Natural swimming pools (NSP) operated by biological water treatment first appeared in the 1980s in Austria, a country in which swimming in natural waters has a long tradition. Neither the population nor the governing authorities have ever had reservations about swimming in natural water. This is probably why construction of the first public NSP in Austria was granted government approval in 1991. Since then, the idea of swimming in artificially designed facilities without chemical disinfection has spread rapidly. The current worldwide situation of NSP is published by the IOB, the International Organization for natural bathing waters http://www.iob-ev.eu/. A comprehensive review of the structure, function and limnology of NSP and applied water treatment is given by Spieker et al. (2013).

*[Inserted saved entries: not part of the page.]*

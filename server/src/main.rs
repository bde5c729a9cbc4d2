use clap::Parser;
use log::info;
use rollback_server::config::HttpConfigProvider;
use rollback_server::{RelayServer, ServerConfig};
use shared::GAME_SERVER_PORT;

/// Authoritative UDP relay for rollback-netcode matches.
#[derive(Parser, Debug)]
#[command(author, version, about)]
struct Args {
    /// IP address to bind to
    #[arg(short = 'H', long, default_value = "0.0.0.0")]
    host: String,

    /// UDP port to listen on
    #[arg(short, long, default_value_t = GAME_SERVER_PORT)]
    port: u16,

    /// Base URL of the match configuration service
    #[arg(long, env = "MATCH_CONFIG_URL")]
    config_url: String,

    /// Largest player count a match configuration may request
    #[arg(long, default_value_t = 2)]
    max_players: usize,
}

#[tokio::main]
async fn main() -> Result<(), Box<dyn std::error::Error>> {
    env_logger::init();

    if std::env::var("RUST_LOG").is_err() {
        eprintln!("Warning: RUST_LOG environment variable not set. Set it to display logs!");
        eprintln!("Recommended: RUST_LOG=info");
    }

    let args = Args::parse();
    let config = ServerConfig {
        bind_addr: format!("{}:{}", args.host, args.port),
        max_players_cap: args.max_players,
        ..ServerConfig::default()
    };

    info!(
        "Starting rollback relay on {} (config service {})",
        config.bind_addr, args.config_url
    );

    let provider = HttpConfigProvider::new(args.config_url);
    let server = RelayServer::bind(config, provider).await?;
    server.run().await?;

    Ok(())
}
/// Drop counters, reported at shutdown.
#[derive(Debug, Default)]
pub struct RelayStats {
    pub dropped_datagrams: AtomicU64,
    pub send_failures: AtomicU64,
}

/// The authoritative relay: one UDP socket shared by every match.
pub struct RelayServer<P> {
    socket: Arc<UdpSocket>,
    pub registries: Registries,
    pub(crate) provider: P,
    pub(crate) config: ServerConfig,
    pub stats: RelayStats,
}
//! Error types for the wire protocol.

use thiserror::Error;

/// Failures produced by the packet codec and the compression layer.
///
/// Every variant is a per-datagram condition: the offending packet is dropped
/// and counted by the caller, never surfaced to peers.
#[derive(Debug, Error, PartialEq, Eq)]
pub enum CodecError {
    /// The buffer ended before the declared structure was fully read.
    #[error("truncated input")]
    Truncated,

    /// The leading type byte does not name a known message.
    #[error("unknown message type {0}")]
    UnknownType(u8),

    /// Compression would produce more than the 1024-byte packet ceiling.
    #[error("compressed output exceeds {max} bytes", max = crate::MAX_PACKET_SIZE)]
    OutputOverflow,

    /// The caller handed the codec more than 1024 bytes to begin with.
    #[error("input exceeds {max} bytes", max = crate::MAX_PACKET_SIZE)]
    OversizedInput,
}
// Legacy canvas XML format, as written by the original desktop product:
//
//   <Canvas>
//     <Element name="E1" content="=E2*2" x="125.0" y="40.0" />
//     ...
//   </Canvas>

use std::fs;
use std::path::Path;

use quick_xml::events::{BytesEnd, BytesStart, Event};
use quick_xml::{Reader, Writer};

use crate::{CellRecord, Document};

/// Parse a document from canvas XML.
pub fn read_str(xml: &str) -> Result<Document, String> {
    let mut reader = Reader::from_str(xml);
    reader.config_mut().trim_text(true);

    let mut cells = Vec::new();
    let mut saw_root = false;
    let mut buf = Vec::new();

    loop {
        match reader.read_event_into(&mut buf) {
            Ok(Event::Start(ref e)) | Ok(Event::Empty(ref e)) => {
                match e.name().as_ref() {
                    b"Canvas" => {
                        saw_root = true;
                    }
                    b"Element" => {
                        if !saw_root {
                            return Err("expected <Canvas> root element".to_string());
                        }
                        cells.push(parse_element(e)?);
                    }
                    other => {
                        return Err(format!(
                            "unexpected element <{}>",
                            String::from_utf8_lossy(other)
                        ));
                    }
                }
            }
            Ok(Event::Eof) => break,
            Ok(_) => {}
            Err(e) => return Err(e.to_string()),
        }
        buf.clear();
    }

    if !saw_root {
        return Err("expected <Canvas> root element".to_string());
    }

    Ok(Document { cells })
}

fn parse_element(e: &BytesStart) -> Result<CellRecord, String> {
    let mut name: Option<String> = None;
    let mut content: Option<String> = None;
    let mut x = 0.0f64;
    let mut y = 0.0f64;

    for attr in e.attributes() {
        let attr = attr.map_err(|e| e.to_string())?;
        let value = attr
            .unescape_value()
            .map_err(|e| e.to_string())?
            .into_owned();
        match attr.key.as_ref() {
            b"name" => name = Some(value),
            b"content" => content = Some(value),
            b"x" => x = value.parse().map_err(|_| format!("bad x coordinate: {}", value))?,
            b"y" => y = value.parse().map_err(|_| format!("bad y coordinate: {}", value))?,
            _ => {} // unknown attributes are ignored for forward compatibility
        }
    }

    Ok(CellRecord {
        name: name.ok_or("element missing name attribute")?,
        content: content.ok_or("element missing content attribute")?,
        x,
        y,
    })
}

/// Serialize a document as canvas XML.
pub fn write_string(doc: &Document) -> Result<String, String> {
    let mut writer = Writer::new_with_indent(Vec::new(), b' ', 2);

    writer
        .write_event(Event::Start(BytesStart::new("Canvas")))
        .map_err(|e| e.to_string())?;

    for record in &doc.cells {
        let mut elem = BytesStart::new("Element");
        elem.push_attribute(("name", record.name.as_str()));
        elem.push_attribute(("content", record.content.as_str()));
        elem.push_attribute(("x", format!("{}", record.x).as_str()));
        elem.push_attribute(("y", format!("{}", record.y).as_str()));
        writer
            .write_event(Event::Empty(elem))
            .map_err(|e| e.to_string())?;
    }

    writer
        .write_event(Event::End(BytesEnd::new("Canvas")))
        .map_err(|e| e.to_string())?;

    String::from_utf8(writer.into_inner()).map_err(|e| e.to_string())
}

/// Read a document from a canvas XML file.
pub fn read_file(path: &Path) -> Result<Document, String> {
    let xml = fs::read_to_string(path).map_err(|e| e.to_string())?;
    read_str(&xml)
}

/// Write a document to a canvas XML file.
pub fn write_file(doc: &Document, path: &Path) -> Result<(), String> {
    let xml = write_string(doc)?;
    fs::write(path, xml).map_err(|e| e.to_string())
}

As in a chlorinated pool NSP work with both internal and external disinfection: the German regulation for NSP, the FLL regulation, classifies water treatment in internal (in-situ) and external (ex-situ) procedures (FLL 2011). The ex-situ mode consists of different bio-filters and hydro-botanic plants. The in-situ procedure is regarded to be largely based on the zooplankton filtration, considered to be the major factor contributing to water purification (Bruns & Schwarzer 2013).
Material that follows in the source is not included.